(Stored data entries)
*** Begin section ***

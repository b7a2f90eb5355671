//! Completion client.
//!
//! Thin OpenAI-compatible chat call that consumes the chat-form prompt.
//! Retrieval works without it; the `/api/ask` handler only generates an
//! answer when a completion provider is configured.

use std::time::Duration;

use reqwest::header::{HeaderValue, AUTHORIZATION, CONTENT_TYPE};
use reqwest::Client;
use serde::{Deserialize, Serialize};
use serde_json::json;

use super::prompt::ChatMessage;
use crate::core::config::CompletionConfig;
use crate::core::errors::PipelineError;

#[derive(Debug, Clone, Serialize, Deserialize)]
pub struct Completion {
    pub text: String,
    pub prompt_tokens: u64,
    pub completion_tokens: u64,
}

pub struct CompletionClient {
    client: Client,
    endpoint: String,
    model: String,
    max_tokens: Option<u32>,
    temperature: Option<f32>,
}

impl CompletionClient {
    pub fn new(config: &CompletionConfig) -> Result<Self, PipelineError> {
        let mut headers = reqwest::header::HeaderMap::new();
        if let Some(key) = &config.api_key {
            let auth = format!("Bearer {}", key.trim());
            headers.insert(
                AUTHORIZATION,
                HeaderValue::from_str(&auth)
                    .map_err(|_| PipelineError::embedding("invalid completion API key", false))?,
            );
        }
        headers.insert(CONTENT_TYPE, HeaderValue::from_static("application/json"));

        let client = Client::builder()
            .timeout(Duration::from_secs(120))
            .default_headers(headers)
            .build()
            .map_err(|err| PipelineError::embedding(err, false))?;

        Ok(Self {
            client,
            endpoint: format!(
                "{}/v1/chat/completions",
                config.base_url.trim_end_matches('/')
            ),
            model: config.model.clone(),
            max_tokens: config.max_tokens,
            temperature: config.temperature,
        })
    }

    pub async fn complete(&self, messages: &[ChatMessage]) -> Result<Completion, PipelineError> {
        let mut body = json!({
            "model": self.model,
            "messages": messages,
            "stream": false,
        });
        if let Some(obj) = body.as_object_mut() {
            if let Some(t) = self.max_tokens {
                obj.insert("max_tokens".to_string(), json!(t));
            }
            if let Some(t) = self.temperature {
                obj.insert("temperature".to_string(), json!(t));
            }
        }

        let response = self
            .client
            .post(&self.endpoint)
            .json(&body)
            .send()
            .await
            .map_err(|err| {
                let retryable = err.is_timeout() || err.is_connect();
                PipelineError::embedding(err, retryable)
            })?;

        let status = response.status();
        if !status.is_success() {
            let text = response.text().await.unwrap_or_default();
            let retryable =
                status == reqwest::StatusCode::TOO_MANY_REQUESTS || status.is_server_error();
            return Err(PipelineError::embedding(
                format!("completion provider returned {}: {}", status, text),
                retryable,
            ));
        }

        let payload: serde_json::Value = response
            .json()
            .await
            .map_err(|err| PipelineError::embedding(err, false))?;

        let text = payload["choices"][0]["message"]["content"]
            .as_str()
            .unwrap_or_default()
            .to_string();

        Ok(Completion {
            text,
            prompt_tokens: payload["usage"]["prompt_tokens"].as_u64().unwrap_or(0),
            completion_tokens: payload["usage"]["completion_tokens"].as_u64().unwrap_or(0),
        })
    }
}
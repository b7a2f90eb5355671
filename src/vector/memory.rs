//! In-process vector index.
//!
//! Brute-force cosine scoring over a guarded map. Vectors arrive
//! L2-normalized from the embedding client, so the score is a plain dot
//! product.

use std::collections::HashMap;
use std::sync::RwLock;

use async_trait::async_trait;

use super::{IndexEntry, IndexStats, QueryMatch, VectorIndex};
use crate::core::errors::PipelineError;

#[derive(Default)]
pub struct MemoryVectorIndex {
    entries: RwLock<HashMap<String, IndexEntry>>,
}

impl MemoryVectorIndex {
    pub fn new() -> Self {
        Self::default()
    }

    fn dot(a: &[f32], b: &[f32]) -> f32 {
        if a.len() != b.len() {
            return 0.0;
        }
        a.iter().zip(b.iter()).map(|(x, y)| x * y).sum()
    }
}

#[async_trait]
impl VectorIndex for MemoryVectorIndex {
    async fn upsert(&self, new_entries: Vec<IndexEntry>) -> Result<usize, PipelineError> {
        let count = new_entries.len();
        let mut entries = self
            .entries
            .write()
            .map_err(|_| PipelineError::index("index lock poisoned", false))?;
        for entry in new_entries {
            entries.insert(entry.id.clone(), entry);
        }
        Ok(count)
    }

    async fn fetch(&self, ids: &[String]) -> Result<HashMap<String, IndexEntry>, PipelineError> {
        let entries = self
            .entries
            .read()
            .map_err(|_| PipelineError::index("index lock poisoned", false))?;
        Ok(ids
            .iter()
            .filter_map(|id| entries.get(id).map(|entry| (id.clone(), entry.clone())))
            .collect())
    }

    async fn query(&self, vector: &[f32], top_k: usize) -> Result<Vec<QueryMatch>, PipelineError> {
        let entries = self
            .entries
            .read()
            .map_err(|_| PipelineError::index("index lock poisoned", false))?;

        let mut matches: Vec<QueryMatch> = entries
            .values()
            .map(|entry| QueryMatch {
                id: entry.id.clone(),
                score: Self::dot(vector, &entry.values),
                metadata: entry.metadata.clone(),
            })
            .collect();

        matches.sort_by(|a, b| {
            b.score
                .partial_cmp(&a.score)
                .unwrap_or(std::cmp::Ordering::Equal)
        });
        matches.truncate(top_k);
        Ok(matches)
    }

    async fn describe_stats(&self) -> Result<IndexStats, PipelineError> {
        let entries = self
            .entries
            .read()
            .map_err(|_| PipelineError::index("index lock poisoned", false))?;
        Ok(IndexStats {
            vector_count: entries.len(),
        })
    }
}

#[cfg(test)]
mod tests {
    use super::*;
    use serde_json::json;

    fn entry(id: &str, values: Vec<f32>) -> IndexEntry {
        IndexEntry {
            id: id.to_string(),
            values,
            metadata: json!({"content": id}),
        }
    }

    #[tokio::test]
    async fn upsert_fetch_and_query_roundtrip() {
        let index = MemoryVectorIndex::new();

        let count = index
            .upsert(vec![
                entry("a", vec![1.0, 0.0]),
                entry("b", vec![0.0, 1.0]),
            ])
            .await
            .unwrap();
        assert_eq!(count, 2);
        assert_eq!(index.describe_stats().await.unwrap().vector_count, 2);

        let fetched = index
            .fetch(&["a".to_string(), "missing".to_string()])
            .await
            .unwrap();
        assert!(fetched.contains_key("a"));
        assert!(!fetched.contains_key("missing"));

        let matches = index.query(&[1.0, 0.0], 5).await.unwrap();
        assert_eq!(matches[0].id, "a");
        assert!(matches[0].score > matches[1].score);
    }

    #[tokio::test]
    async fn upsert_replaces_existing_id() {
        let index = MemoryVectorIndex::new();
        index.upsert(vec![entry("a", vec![1.0, 0.0])]).await.unwrap();
        index.upsert(vec![entry("a", vec![0.0, 1.0])]).await.unwrap();

        assert_eq!(index.describe_stats().await.unwrap().vector_count, 1);
        let fetched = index.fetch(&["a".to_string()]).await.unwrap();
        assert_eq!(fetched["a"].values, vec![0.0, 1.0]);
    }
}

*** End section ***

Problem to work on –
Report each line above containing the string "Duration".

Solution –
use std::time::Duration;
            .timeout(Duration::from_secs(120))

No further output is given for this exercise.